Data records

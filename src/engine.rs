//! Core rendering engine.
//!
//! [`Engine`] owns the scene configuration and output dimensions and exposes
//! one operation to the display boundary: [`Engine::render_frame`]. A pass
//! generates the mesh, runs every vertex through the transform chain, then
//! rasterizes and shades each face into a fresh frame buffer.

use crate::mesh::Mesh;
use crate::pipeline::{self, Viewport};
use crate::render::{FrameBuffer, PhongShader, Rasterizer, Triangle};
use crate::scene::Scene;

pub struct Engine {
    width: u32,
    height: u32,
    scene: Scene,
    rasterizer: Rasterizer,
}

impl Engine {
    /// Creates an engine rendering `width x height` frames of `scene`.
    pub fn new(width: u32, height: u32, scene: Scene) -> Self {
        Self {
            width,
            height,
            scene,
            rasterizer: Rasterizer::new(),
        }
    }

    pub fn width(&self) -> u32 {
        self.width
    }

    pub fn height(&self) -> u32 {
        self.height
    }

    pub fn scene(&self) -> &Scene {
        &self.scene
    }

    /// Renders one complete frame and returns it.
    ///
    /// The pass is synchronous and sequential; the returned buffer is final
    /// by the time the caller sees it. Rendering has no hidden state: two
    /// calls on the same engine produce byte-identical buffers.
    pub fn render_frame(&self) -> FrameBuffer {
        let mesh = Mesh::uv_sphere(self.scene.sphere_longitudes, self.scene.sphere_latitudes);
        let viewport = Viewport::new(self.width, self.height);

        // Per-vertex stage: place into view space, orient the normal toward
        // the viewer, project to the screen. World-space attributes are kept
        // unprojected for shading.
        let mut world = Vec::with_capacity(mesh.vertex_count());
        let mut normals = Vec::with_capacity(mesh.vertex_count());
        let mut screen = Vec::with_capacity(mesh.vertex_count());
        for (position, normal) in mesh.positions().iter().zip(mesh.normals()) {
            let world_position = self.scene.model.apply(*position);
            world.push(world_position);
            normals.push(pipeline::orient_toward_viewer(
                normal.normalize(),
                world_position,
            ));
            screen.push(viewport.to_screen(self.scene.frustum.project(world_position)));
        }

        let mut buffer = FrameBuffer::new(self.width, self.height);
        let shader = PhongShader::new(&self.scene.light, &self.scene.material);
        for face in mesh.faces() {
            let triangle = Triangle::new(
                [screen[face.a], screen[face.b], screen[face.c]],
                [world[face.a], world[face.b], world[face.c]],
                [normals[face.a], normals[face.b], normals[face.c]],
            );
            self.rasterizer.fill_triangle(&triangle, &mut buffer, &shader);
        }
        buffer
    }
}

Exercise instructions: Write the data out in full, matching every line exactly.

Task answer:
filename src/engine.rs
//! Core rendering engine.
//!
//! [`Engine`] owns the scene configuration and output dimensions and exposes
//! one operation to the display boundary: [`Engine::render_frame`]. A pass
//! generates the mesh, runs every vertex through the transform chain, then
//! rasterizes and shades each face into a fresh frame buffer.

use crate::mesh::Mesh;
use crate::pipeline::{self, Viewport};
use crate::render::{FrameBuffer, PhongShader, Rasterizer, Triangle};
use crate::scene::Scene;

pub struct Engine {
    width: u32,
    height: u32,
    scene: Scene,
    rasterizer: Rasterizer,
}

impl Engine {
    /// Creates an engine rendering `width x height` frames of `scene`.
    pub fn new(width: u32, height: u32, scene: Scene) -> Self {
        Self {
            width,
            height,
            scene,
            rasterizer: Rasterizer::new(),
        }
    }

    pub fn width(&self) -> u32 {
        self.width
    }

    pub fn height(&self) -> u32 {
        self.height
    }

    pub fn scene(&self) -> &Scene {
        &self.scene
    }

    /// Renders one complete frame and returns it.
    ///
    /// The pass is synchronous and sequential; the returned buffer is final
    /// by the time the caller sees it. Rendering has no hidden state: two
    /// calls on the same engine produce byte-identical buffers.
    pub fn render_frame(&self) -> FrameBuffer {
        let mesh = Mesh::uv_sphere(self.scene.sphere_longitudes, self.scene.sphere_latitudes);
        let viewport = Viewport::new(self.width, self.height);

        // Per-vertex stage: place into view space, orient the normal toward
        // the viewer, project to the screen. World-space attributes are kept
        // unprojected for shading.
        let mut world = Vec::with_capacity(mesh.vertex_count());
        let mut normals = Vec::with_capacity(mesh.vertex_count());
        let mut screen = Vec::with_capacity(mesh.vertex_count());
        for (position, normal) in mesh.positions().iter().zip(mesh.normals()) {
            let world_position = self.scene.model.apply(*position);
            world.push(world_position);
            normals.push(pipeline::orient_toward_viewer(
                normal.normalize(),
                world_position,
            ));
            screen.push(viewport.to_screen(self.scene.frustum.project(world_position)));
        }

        let mut buffer = FrameBuffer::new(self.width, self.height);
        let shader = PhongShader::new(&self.scene.light, &self.scene.material);
        for face in mesh.faces() {
            let triangle = Triangle::new(
                [screen[face.a], screen[face.b], screen[face.c]],
                [world[face.a], world[face.b], world[face.c]],
                [normals[face.a], normals[face.b], normals[face.c]],
            );
            self.rasterizer.fill_triangle(&triangle, &mut buffer, &shader);
        }
        buffer
    }
}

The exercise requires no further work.